Collected data

◆ ◆ ◆ ◆

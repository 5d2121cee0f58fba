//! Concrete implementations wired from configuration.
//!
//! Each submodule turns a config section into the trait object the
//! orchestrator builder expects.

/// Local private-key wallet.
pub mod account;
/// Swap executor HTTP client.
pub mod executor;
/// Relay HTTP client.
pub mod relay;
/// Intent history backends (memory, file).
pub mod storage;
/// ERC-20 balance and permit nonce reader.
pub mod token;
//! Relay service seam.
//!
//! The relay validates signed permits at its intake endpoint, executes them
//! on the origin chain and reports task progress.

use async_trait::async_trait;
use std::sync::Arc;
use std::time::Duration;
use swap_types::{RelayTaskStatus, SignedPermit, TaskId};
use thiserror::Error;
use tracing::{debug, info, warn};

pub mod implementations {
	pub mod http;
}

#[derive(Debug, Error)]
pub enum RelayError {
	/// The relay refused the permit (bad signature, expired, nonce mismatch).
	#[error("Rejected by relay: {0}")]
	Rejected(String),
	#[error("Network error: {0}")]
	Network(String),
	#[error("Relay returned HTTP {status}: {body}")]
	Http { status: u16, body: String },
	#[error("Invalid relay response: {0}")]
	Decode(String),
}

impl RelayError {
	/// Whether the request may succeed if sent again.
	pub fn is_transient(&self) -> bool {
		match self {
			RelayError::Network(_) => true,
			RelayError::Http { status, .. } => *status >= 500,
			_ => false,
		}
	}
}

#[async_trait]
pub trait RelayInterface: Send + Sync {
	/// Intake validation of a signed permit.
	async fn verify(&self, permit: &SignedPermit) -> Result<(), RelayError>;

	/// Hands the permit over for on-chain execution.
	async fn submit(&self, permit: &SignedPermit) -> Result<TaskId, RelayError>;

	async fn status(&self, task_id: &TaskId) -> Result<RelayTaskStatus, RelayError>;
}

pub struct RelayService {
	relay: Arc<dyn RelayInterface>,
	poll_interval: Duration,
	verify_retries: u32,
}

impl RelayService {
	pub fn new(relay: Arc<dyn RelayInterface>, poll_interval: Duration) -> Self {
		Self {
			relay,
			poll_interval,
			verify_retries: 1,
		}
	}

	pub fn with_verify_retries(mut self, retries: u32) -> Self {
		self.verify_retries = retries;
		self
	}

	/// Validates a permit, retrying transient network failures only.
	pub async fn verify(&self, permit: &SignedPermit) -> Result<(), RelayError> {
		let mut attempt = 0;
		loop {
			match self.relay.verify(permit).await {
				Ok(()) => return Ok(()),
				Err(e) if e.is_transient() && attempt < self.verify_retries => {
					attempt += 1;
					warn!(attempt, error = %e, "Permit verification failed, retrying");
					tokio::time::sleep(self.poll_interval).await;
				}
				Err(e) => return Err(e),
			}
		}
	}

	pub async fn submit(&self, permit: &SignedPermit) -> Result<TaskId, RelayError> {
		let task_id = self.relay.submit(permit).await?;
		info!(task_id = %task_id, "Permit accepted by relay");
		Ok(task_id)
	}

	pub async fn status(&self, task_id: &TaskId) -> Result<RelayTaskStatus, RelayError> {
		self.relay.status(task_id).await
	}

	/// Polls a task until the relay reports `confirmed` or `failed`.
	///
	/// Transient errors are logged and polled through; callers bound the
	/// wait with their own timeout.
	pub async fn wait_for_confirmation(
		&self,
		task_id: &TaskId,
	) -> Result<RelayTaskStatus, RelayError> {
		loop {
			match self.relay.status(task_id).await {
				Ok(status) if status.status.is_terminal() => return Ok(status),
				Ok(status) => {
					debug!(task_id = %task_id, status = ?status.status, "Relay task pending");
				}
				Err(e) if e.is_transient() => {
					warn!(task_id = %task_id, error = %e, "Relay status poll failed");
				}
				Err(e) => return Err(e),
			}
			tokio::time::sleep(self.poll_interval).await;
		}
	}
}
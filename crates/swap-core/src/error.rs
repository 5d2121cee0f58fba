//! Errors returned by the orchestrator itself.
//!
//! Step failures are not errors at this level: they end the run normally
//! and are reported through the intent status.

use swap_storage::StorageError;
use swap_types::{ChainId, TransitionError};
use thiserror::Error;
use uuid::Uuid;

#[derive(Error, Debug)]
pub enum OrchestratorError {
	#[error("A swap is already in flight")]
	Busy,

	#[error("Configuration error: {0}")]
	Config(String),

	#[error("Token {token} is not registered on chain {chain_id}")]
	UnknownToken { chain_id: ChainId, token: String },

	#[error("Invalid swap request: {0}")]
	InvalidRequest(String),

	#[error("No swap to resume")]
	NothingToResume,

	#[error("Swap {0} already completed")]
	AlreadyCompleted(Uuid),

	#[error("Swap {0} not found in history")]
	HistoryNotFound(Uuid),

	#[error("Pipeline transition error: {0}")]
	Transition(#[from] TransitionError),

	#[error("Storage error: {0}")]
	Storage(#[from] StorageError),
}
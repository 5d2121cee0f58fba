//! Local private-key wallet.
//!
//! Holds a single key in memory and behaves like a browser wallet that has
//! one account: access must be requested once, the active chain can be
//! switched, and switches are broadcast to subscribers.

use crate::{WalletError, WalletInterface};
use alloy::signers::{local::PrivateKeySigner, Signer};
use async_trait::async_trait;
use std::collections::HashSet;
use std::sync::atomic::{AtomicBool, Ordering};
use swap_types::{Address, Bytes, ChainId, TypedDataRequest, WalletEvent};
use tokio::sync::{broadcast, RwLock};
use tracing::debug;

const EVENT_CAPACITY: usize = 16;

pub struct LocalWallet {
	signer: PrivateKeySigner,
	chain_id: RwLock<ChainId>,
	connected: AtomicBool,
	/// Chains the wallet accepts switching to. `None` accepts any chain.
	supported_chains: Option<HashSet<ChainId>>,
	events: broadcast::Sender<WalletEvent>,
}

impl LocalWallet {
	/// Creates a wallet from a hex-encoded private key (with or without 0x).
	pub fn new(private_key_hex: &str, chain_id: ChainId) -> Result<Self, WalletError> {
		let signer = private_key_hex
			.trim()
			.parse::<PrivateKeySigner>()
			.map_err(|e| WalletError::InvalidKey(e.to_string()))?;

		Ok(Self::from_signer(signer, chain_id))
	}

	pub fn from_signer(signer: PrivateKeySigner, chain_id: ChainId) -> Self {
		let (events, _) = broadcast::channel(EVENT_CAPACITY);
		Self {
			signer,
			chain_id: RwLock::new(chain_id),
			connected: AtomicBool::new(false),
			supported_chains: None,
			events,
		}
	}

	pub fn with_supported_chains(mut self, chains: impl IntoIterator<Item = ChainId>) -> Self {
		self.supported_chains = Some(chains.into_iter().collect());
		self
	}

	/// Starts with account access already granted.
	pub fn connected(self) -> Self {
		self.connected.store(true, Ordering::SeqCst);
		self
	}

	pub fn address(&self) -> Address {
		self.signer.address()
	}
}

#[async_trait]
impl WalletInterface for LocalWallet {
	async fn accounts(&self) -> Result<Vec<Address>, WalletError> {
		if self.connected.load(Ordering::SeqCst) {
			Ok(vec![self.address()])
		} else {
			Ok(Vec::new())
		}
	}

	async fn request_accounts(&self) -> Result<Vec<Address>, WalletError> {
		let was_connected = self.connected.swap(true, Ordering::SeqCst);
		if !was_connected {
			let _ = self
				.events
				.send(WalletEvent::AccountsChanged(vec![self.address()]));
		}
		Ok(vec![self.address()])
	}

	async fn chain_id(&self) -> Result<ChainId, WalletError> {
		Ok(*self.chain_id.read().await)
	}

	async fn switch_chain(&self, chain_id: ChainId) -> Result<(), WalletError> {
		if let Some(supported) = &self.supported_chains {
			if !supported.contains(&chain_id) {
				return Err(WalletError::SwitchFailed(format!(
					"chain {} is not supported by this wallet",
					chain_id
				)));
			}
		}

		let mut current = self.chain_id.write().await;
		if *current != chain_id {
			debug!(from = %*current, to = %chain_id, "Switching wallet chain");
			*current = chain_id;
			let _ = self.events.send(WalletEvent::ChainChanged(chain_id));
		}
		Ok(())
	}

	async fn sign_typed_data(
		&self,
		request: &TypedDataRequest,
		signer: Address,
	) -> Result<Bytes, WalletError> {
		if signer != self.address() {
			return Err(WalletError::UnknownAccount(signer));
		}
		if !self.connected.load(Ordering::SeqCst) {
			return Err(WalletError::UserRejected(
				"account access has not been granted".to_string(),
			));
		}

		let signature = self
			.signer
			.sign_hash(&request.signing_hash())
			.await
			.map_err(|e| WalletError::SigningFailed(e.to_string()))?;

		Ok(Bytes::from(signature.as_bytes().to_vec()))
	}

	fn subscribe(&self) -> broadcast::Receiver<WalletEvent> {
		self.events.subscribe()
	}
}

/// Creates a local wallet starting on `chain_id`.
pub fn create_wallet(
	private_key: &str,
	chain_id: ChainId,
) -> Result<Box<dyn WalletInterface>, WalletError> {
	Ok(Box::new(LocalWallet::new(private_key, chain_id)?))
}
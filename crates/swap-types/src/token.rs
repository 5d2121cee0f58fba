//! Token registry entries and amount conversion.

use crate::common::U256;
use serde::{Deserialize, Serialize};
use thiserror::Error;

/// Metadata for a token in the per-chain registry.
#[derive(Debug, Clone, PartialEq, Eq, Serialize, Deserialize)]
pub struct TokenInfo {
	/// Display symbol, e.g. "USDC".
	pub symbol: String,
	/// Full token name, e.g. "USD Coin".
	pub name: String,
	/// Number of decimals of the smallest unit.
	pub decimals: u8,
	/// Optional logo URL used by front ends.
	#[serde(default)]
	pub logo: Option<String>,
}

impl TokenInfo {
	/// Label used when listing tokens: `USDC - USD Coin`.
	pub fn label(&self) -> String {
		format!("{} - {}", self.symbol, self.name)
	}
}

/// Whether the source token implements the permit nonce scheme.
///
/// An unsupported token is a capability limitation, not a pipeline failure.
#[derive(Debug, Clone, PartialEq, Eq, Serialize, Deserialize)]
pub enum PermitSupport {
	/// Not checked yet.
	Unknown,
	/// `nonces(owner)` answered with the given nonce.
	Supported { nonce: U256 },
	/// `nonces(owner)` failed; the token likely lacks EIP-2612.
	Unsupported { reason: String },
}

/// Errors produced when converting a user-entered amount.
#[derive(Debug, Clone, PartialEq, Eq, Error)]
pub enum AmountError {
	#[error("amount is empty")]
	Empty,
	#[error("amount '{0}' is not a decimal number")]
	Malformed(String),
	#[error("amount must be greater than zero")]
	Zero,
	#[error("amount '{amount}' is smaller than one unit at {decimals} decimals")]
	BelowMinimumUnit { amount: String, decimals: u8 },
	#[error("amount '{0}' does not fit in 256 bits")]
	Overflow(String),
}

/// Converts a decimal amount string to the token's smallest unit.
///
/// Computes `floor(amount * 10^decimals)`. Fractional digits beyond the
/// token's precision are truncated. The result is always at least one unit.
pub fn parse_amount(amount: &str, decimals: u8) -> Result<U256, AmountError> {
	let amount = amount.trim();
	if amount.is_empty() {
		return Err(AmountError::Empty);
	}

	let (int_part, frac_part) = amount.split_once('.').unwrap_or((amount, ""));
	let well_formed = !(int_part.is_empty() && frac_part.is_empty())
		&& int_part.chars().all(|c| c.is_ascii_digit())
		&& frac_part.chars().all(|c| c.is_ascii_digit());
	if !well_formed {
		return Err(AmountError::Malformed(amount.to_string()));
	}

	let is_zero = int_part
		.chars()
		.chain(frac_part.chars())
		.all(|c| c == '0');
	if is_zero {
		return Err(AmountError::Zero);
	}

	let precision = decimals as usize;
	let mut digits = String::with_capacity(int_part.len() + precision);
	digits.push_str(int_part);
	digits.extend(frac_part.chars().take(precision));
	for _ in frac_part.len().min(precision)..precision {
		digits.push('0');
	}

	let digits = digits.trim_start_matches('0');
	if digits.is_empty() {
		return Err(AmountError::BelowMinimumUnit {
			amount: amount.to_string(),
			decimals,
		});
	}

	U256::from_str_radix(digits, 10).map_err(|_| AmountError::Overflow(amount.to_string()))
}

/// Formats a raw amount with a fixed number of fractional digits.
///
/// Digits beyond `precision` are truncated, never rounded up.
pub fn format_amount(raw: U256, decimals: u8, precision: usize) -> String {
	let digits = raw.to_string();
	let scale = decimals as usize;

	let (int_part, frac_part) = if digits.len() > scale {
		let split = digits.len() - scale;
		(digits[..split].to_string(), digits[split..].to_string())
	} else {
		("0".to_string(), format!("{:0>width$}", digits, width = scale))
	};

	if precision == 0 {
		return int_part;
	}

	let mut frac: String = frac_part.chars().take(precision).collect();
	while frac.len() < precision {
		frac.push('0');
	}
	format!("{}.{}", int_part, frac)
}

◆ ◆ ◆ ◆

Directions for this task — Report the number of lines above containing the word "submit", with no other text.

Output of the exercise — 3